The fact that those in support of the School Department budget chose to attack the motives of those of us charged with representing, equally, the interests of taxpayers and those for whom tax money is expended – in this case, those in the school system, both students and staff – is another example of well-meaning people who without having all the information they should, react in a visceral and destructive manner.
The city has never used funds, which might be used to pay teacher salaries, for infrastructure. On the other hand, the city’s investment in infrastructure has helped shift the property tax burden away from homeowners and to the new businesses that have been established in town in the most recent 10-year period. Auburn has been responsible for more job creation than any city in the state, and the greater L-A community has rightfully been called the “economic engine of Maine.”
Auburn’s bond rating was recently upgraded by a major rating agency, and among the reasons cited was the recognition of the investments the city has made in improving its business climate.
All of these factors have enabled us to increase school funding consistently year after year with few exceptions and despite declining enrollments as well as maintain a high level of municipal services, and to do it all with a stable tax rate (another factor contributing to the improved bond ratings).
On the other hand, municipal government in Maine remains at the bottom of the revenue food chain. We have been regularly shortchanged by both the federal and state governments, which historically have failed to meet their obligations. “No Child Left Behind” is a pathetic joke, and that’s just one example. Failure of the Legislature to fund the 55 percent of educational costs to which they agreed some 20 years ago is another, and that failure has helped fuel such irresponsible and plainly dangerous alternatives as the pending Palesky proposal attempt to reduce the outrageous property tax burden.
In fact, the inability of the Legislature to meet its responsibilities, as well as the lack of meaningful action on the part of our congressional delegation to deal with federal inequities both point to the deleterious consequences of partisan divisiveness that compels individual members to adhere to a centralized party leadership position (and, in the process, often subordinate their own best judgment of what they might know to be in the best interests of their constituents; in other words, fail to provide responsible leadership).
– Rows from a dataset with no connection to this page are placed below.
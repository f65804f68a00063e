//! Skytraq binary protocol.
//!
//! Framing: sync `0xA0 0xA1`, big-endian length, payload (first byte is the
//! message id), XOR checksum over the payload, trailer `0x0D 0x0A`.
//!
//! Decoded messages: 0xDC measurement time, 0xDD raw channel measurements,
//! 0xE0 GPS subframe (parity-stripped words), 0xE1 GLONASS string.

use crate::bits::BitView;
use crate::crc::xor8;
use crate::raw::Raw;
use crate::subframe::{decode_glonass_strings, decode_lnav_ephemeris, decode_lnav_ionutc};
use crate::{Error, Status, StreamDecoder};
use gnss_core::prelude::*;
use log::{debug, trace, warn};

const SYNC1: u8 = 0xA0;
const SYNC2: u8 = 0xA1;
const TRAILER1: u8 = 0x0D;
const TRAILER2: u8 = 0x0A;
const MAX_PAYLOAD: usize = 2048;

#[derive(Debug, Default, Copy, Clone, PartialEq)]
enum State {
    #[default]
    Idle,
    Sync,
    Length1,
    Length2,
    Payload,
    Checksum,
    Trailer1,
    Trailer2,
}

/// Skytraq stream decoder context.
#[derive(Debug, Default)]
pub struct Skytraq {
    pub raw: Raw,
    state: State,
    /// measurement time issue of data, pairing 0xDC with 0xDD
    iod_time: Option<u8>,
    /// epoch from the last measurement time message
    time: Epoch,
}

impl Skytraq {
    pub fn new() -> Self {
        Self::default()
    }

    pub fn with_options(opt: &str) -> Self {
        Self {
            raw: Raw::with_options(opt),
            ..Default::default()
        }
    }

    fn decode_frame(&mut self) -> Result<Status, Error> {
        let payload = self.raw.buf[..self.raw.len].to_vec();
        let id = payload[0];
        self.raw.count_message(id as u32);
        match id {
            0xDC => self.decode_meas_time(&payload),
            0xDD => self.decode_raw_meas(&payload),
            0xE0 => self.decode_gps_subframe(&payload),
            0xE1 => self.decode_glo_string(&payload),
            _ => {
                trace!("stq: message {:#04x} skipped", id);
                Ok(Status::None)
            }
        }
    }

    /// 0xDC: iod, week, tow (ms), measurement period.
    fn decode_meas_time(&mut self, p: &[u8]) -> Result<Status, Error> {
        if p.len() < 10 {
            return Err(Error::Length(p.len()));
        }
        let view = BitView::new(p);
        self.iod_time = Some(view.u8_at(1));
        let week = u16::from_be_bytes([p[2], p[3]]) as i32;
        let tow_ms = u32::from_be_bytes([p[4], p[5], p[6], p[7]]);
        self.time = Epoch::from_gpst(week, tow_ms as f64 * 1e-3);
        Ok(Status::None)
    }

    /// 0xDD: raw measurements, paired with the preceding 0xDC by iod.
    fn decode_raw_meas(&mut self, p: &[u8]) -> Result<Status, Error> {
        if p.len() < 3 {
            return Err(Error::Length(p.len()));
        }
        let view = BitView::new(p);
        let iod = view.u8_at(1);
        let nmeas = view.u8_at(2) as usize;
        if self.iod_time != Some(iod) {
            warn!("stq: unpaired raw measurement iod={}", iod);
            return Ok(Status::None);
        }
        if p.len() < 3 + 23 * nmeas {
            return Err(Error::Length(p.len()));
        }

        self.raw.obuf.clear();
        for n in 0..nmeas {
            let base = 3 + 23 * n;
            let prn = view.u8_at(base);
            let cn0 = view.u8_at(base + 1);
            let pr = f64::from_le_bytes([
                p[base + 2], p[base + 3], p[base + 4], p[base + 5],
                p[base + 6], p[base + 7], p[base + 8], p[base + 9],
            ]);
            let cp = f64::from_le_bytes([
                p[base + 10], p[base + 11], p[base + 12], p[base + 13],
                p[base + 14], p[base + 15], p[base + 16], p[base + 17],
            ]);
            let dop = f32::from_le_bytes([p[base + 18], p[base + 19], p[base + 20], p[base + 21]]);
            let ind = view.u8_at(base + 22);

            let sv = if (1..=32).contains(&prn) {
                SV::new(Constellation::GPS, prn)
            } else if (65..=96).contains(&prn) {
                SV::new(Constellation::Glonass, prn - 64)
            } else if prn >= 120 {
                SV::new(Constellation::SBAS, prn)
            } else {
                warn!("stq: unknown prn {}", prn);
                continue;
            };
            let Some(sat) = sv.index() else {
                continue;
            };

            let pr_ok = ind & 0x01 != 0;
            let dop_ok = ind & 0x02 != 0;
            let cp_ok = ind & 0x04 != 0;

            let lli = if cp_ok {
                // bit 3 flags a tracking slip since the last epoch
                self.raw
                    .update_lock(sat, 0, self.time.sec as f64, true, false, ind & 0x08 != 0)
            } else {
                self.raw.defer_slip(sat, 0);
                LliFlags::empty()
            };

            if self.raw.obuf.len() >= MAXOBS {
                break;
            }
            let mut obs = Observation::new(self.time, sv);
            obs.code[0] = Code::L1C;
            obs.range[0] = if pr_ok { pr } else { 0.0 };
            obs.phase[0] = if cp_ok { cp } else { 0.0 };
            obs.doppler[0] = if dop_ok { dop as f64 } else { 0.0 };
            obs.snr[0] = (cn0 as f64 / gnss_core::constants::SNR_UNIT) as u16;
            obs.lli[0] = lli;
            self.raw.obuf.push(obs);
        }

        self.raw.time = self.time;
        if self.raw.flush_epoch() == 0 {
            return Ok(Status::None);
        }
        Ok(Status::Observations)
    }

    /// 0xE0: GPS subframe, 30 parity-stripped bytes.
    fn decode_gps_subframe(&mut self, p: &[u8]) -> Result<Status, Error> {
        if p.len() < 33 {
            return Err(Error::Length(p.len()));
        }
        let prn = p[1];
        let id = p[2] as usize;
        let sv = SV::new(Constellation::GPS, prn);
        let Some(sat) = sv.index() else {
            return Err(Error::UnknownSatellite(prn as u32));
        };
        if !(1..=5).contains(&id) {
            return Err(Error::Range("subframe id"));
        }
        self.raw.subframe_mut(sat)[(id - 1) * 30..id * 30].copy_from_slice(&p[3..33]);

        match id {
            3 => {
                let tref = self.raw.time;
                let Some(eph) = decode_lnav_ephemeris(self.raw.subframe(sat), sv, tref) else {
                    return Ok(Status::None);
                };
                let updated = match self.raw.nav.ephemeris(sv, 0) {
                    Some(old) => old.iode != eph.iode,
                    None => true,
                };
                if !updated && !self.raw.opt.eph_all() {
                    return Ok(Status::None);
                }
                debug!("stq: eph {} iode={}", sv, eph.iode);
                self.raw.nav.insert_ephemeris(eph, 0);
                self.raw.eph_sv = Some(sv);
                Ok(Status::Ephemeris)
            }
            4 => {
                let sf4 = &self.raw.subframe(sat)[90..120];
                let Some((ion, utc)) = decode_lnav_ionutc(sf4) else {
                    return Ok(Status::None);
                };
                self.raw.nav.ion_gps = ion;
                self.raw.nav.utc_gps = utc;
                Ok(Status::IonUtc)
            }
            _ => Ok(Status::None),
        }
    }

    /// 0xE1: GLONASS navigation string (11 bytes, 85 bits).
    fn decode_glo_string(&mut self, p: &[u8]) -> Result<Status, Error> {
        if p.len() < 13 {
            return Err(Error::Length(p.len()));
        }
        let slot = p[1].wrapping_sub(64);
        let sv = SV::new(Constellation::Glonass, slot);
        let Some(sat) = sv.index() else {
            return Err(Error::UnknownSatellite(p[1] as u32));
        };

        let string: [u8; 11] = p[2..13].try_into().unwrap();
        let n = crate::bits::getbitu(&string, 1, 4) as usize;
        if !(1..=5).contains(&n) {
            return Ok(Status::None);
        }
        if n == 1 {
            self.raw.subframe_mut(sat)[11..55].fill(0);
        }
        self.raw.subframe_mut(sat)[(n - 1) * 11..n * 11].copy_from_slice(&string);
        if n != 4 {
            return Ok(Status::None);
        }

        let frq = self.raw.nav.glonass_fcn(sv).unwrap_or(0);
        let tref = self.raw.time;
        let Some(geph) = decode_glonass_strings(self.raw.subframe(sat), sv, frq, tref) else {
            return Ok(Status::None);
        };
        let updated = match self.raw.nav.glo_ephemeris(sv) {
            Some(old) => old.iode != geph.iode,
            None => true,
        };
        if !updated && !self.raw.opt.eph_all() {
            return Ok(Status::None);
        }
        self.raw.nav.insert_glo_ephemeris(geph);
        self.raw.eph_sv = Some(sv);
        Ok(Status::Ephemeris)
    }
}

impl StreamDecoder for Skytraq {
    fn feed_byte(&mut self, byte: u8) -> Result<Status, Error> {
        match self.state {
            State::Idle => {
                if byte == SYNC1 {
                    self.state = State::Sync;
                }
                Ok(Status::None)
            }
            State::Sync => {
                self.state = match byte {
                    SYNC2 => State::Length1,
                    SYNC1 => State::Sync,
                    _ => State::Idle,
                };
                Ok(Status::None)
            }
            State::Length1 => {
                self.raw.len = (byte as usize) << 8;
                self.state = State::Length2;
                Ok(Status::None)
            }
            State::Length2 => {
                self.raw.len |= byte as usize;
                self.raw.nbyte = 0;
                if self.raw.len == 0 || self.raw.len > MAX_PAYLOAD {
                    let len = self.raw.len;
                    self.state = State::Idle;
                    self.raw.reset_frame();
                    return Err(Error::Length(len));
                }
                self.state = State::Payload;
                Ok(Status::None)
            }
            State::Payload => {
                self.raw.buf[self.raw.nbyte] = byte;
                self.raw.nbyte += 1;
                if self.raw.nbyte == self.raw.len {
                    self.state = State::Checksum;
                }
                Ok(Status::None)
            }
            State::Checksum => {
                let expect = xor8(&self.raw.buf[..self.raw.len]);
                if byte != expect {
                    self.state = State::Idle;
                    self.raw.reset_frame();
                    return Err(Error::Checksum {
                        expect: expect as u32,
                        got: byte as u32,
                    });
                }
                self.state = State::Trailer1;
                Ok(Status::None)
            }
            State::Trailer1 => {
                if byte != TRAILER1 {
                    self.state = State::Idle;
                    self.raw.reset_frame();
                    return Err(Error::Range("trailer"));
                }
                self.state = State::Trailer2;
                Ok(Status::None)
            }
            State::Trailer2 => {
                self.state = State::Idle;
                if byte != TRAILER2 {
                    self.raw.reset_frame();
                    return Err(Error::Range("trailer"));
                }
                let status = self.decode_frame();
                self.raw.reset_frame();
                status
            }
        }
    }
}

/// Wraps a payload in Skytraq framing (length, checksum, trailer).
pub fn gen_skytraq(payload: &[u8]) -> Vec<u8> {
    let mut frame = vec![SYNC1, SYNC2];
    frame.extend((payload.len() as u16).to_be_bytes());
    frame.extend_from_slice(payload);
    frame.push(xor8(payload));
    frame.push(TRAILER1);
    frame.push(TRAILER2);
    frame
}

#[cfg(test)]
mod test {
    use super::*;

    fn feed(stq: &mut Skytraq, frame: &[u8]) -> Result<Status, Error> {
        let mut last = Ok(Status::None);
        for &b in frame {
            last = stq.feed_byte(b);
            if last.is_err() {
                return last;
            }
        }
        last
    }

    fn meas_time(iod: u8, week: u16, tow_ms: u32) -> Vec<u8> {
        let mut p = vec![0xDC, iod];
        p.extend(week.to_be_bytes());
        p.extend(tow_ms.to_be_bytes());
        p.extend(1000u16.to_be_bytes());
        p
    }

    fn raw_meas(iod: u8, meas: &[(u8, u8, f64, f64, f32, u8)]) -> Vec<u8> {
        let mut p = vec![0xDD, iod, meas.len() as u8];
        for (prn, cn0, pr, cp, dop, ind) in meas {
            p.push(*prn);
            p.push(*cn0);
            p.extend(pr.to_le_bytes());
            p.extend(cp.to_le_bytes());
            p.extend(dop.to_le_bytes());
            p.push(*ind);
        }
        p
    }

    #[test]
    fn paired_measurement_decoding() {
        let mut stq = Skytraq::new();
        assert_eq!(
            feed(&mut stq, &gen_skytraq(&meas_time(7, 2151, 345_678_000))).unwrap(),
            Status::None
        );
        let status = feed(
            &mut stq,
            &gen_skytraq(&raw_meas(
                7,
                &[(12, 44, 2.2e7, 1.15e8, -1234.5, 0x07), (70, 38, 2.0e7, 1.05e8, 100.0, 0x07)],
            )),
        )
        .unwrap();
        assert_eq!(status, Status::Observations);
        assert_eq!(stq.raw.obs.len(), 2);
        assert_eq!(stq.raw.obs[0].sv, SV::new(Constellation::GPS, 12));
        assert_eq!(stq.raw.obs[1].sv, SV::new(Constellation::Glonass, 6));
        let (week, tow) = stq.raw.obs[0].time.to_gpst();
        assert_eq!(week, 2151);
        assert!((tow - 345_678.0).abs() < 1e-9);
    }

    #[test]
    fn unpaired_iod_is_dropped() {
        let mut stq = Skytraq::new();
        feed(&mut stq, &gen_skytraq(&meas_time(7, 2151, 1000))).unwrap();
        let status = feed(
            &mut stq,
            &gen_skytraq(&raw_meas(8, &[(5, 40, 2e7, 1e8, 0.0, 0x07)])),
        )
        .unwrap();
        assert_eq!(status, Status::None);
        assert!(stq.raw.obs.is_empty());
    }

    #[test]
    fn bad_checksum_resets_framer() {
        let mut stq = Skytraq::new();
        let mut frame = gen_skytraq(&meas_time(1, 2000, 5000));
        let ck = frame.len() - 3;
        frame[ck] ^= 0xFF;
        assert!(matches!(feed(&mut stq, &frame), Err(Error::Checksum { .. })));
        // recovers on the next frame
        assert!(feed(&mut stq, &gen_skytraq(&meas_time(1, 2000, 6000))).is_ok());
    }
}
When left to function unencumbered, the nonpartisan municipal system works extraordinarily well, and it has been a great pleasure to have been part of it. Auburn has been fortunate to have had the services of a dedicated staff of thorough professionals, especially Pat Finnigan, Mark Adams (whose departure was certainly our loss and the Turnpike Authority’s gain) and Laurie Smith, among others. I will miss serving with them.
I also had the pleasure of serving with more than a dozen dedicated, responsible and knowledgeable councilors over the years, and I commend them for their unselfish service. It is remarkable that there have been as few inappropriate members of the council as there have, and I am hopeful that the most egregious exception will be removed by the voters this November.
Finally, to my constituents and those who have voted for me or otherwise supported my efforts through the years: My profound thanks for the opportunity to serve. It has never been anything other than gratifying.
Richard Livingston is the current Auburn city councilor for Ward 2.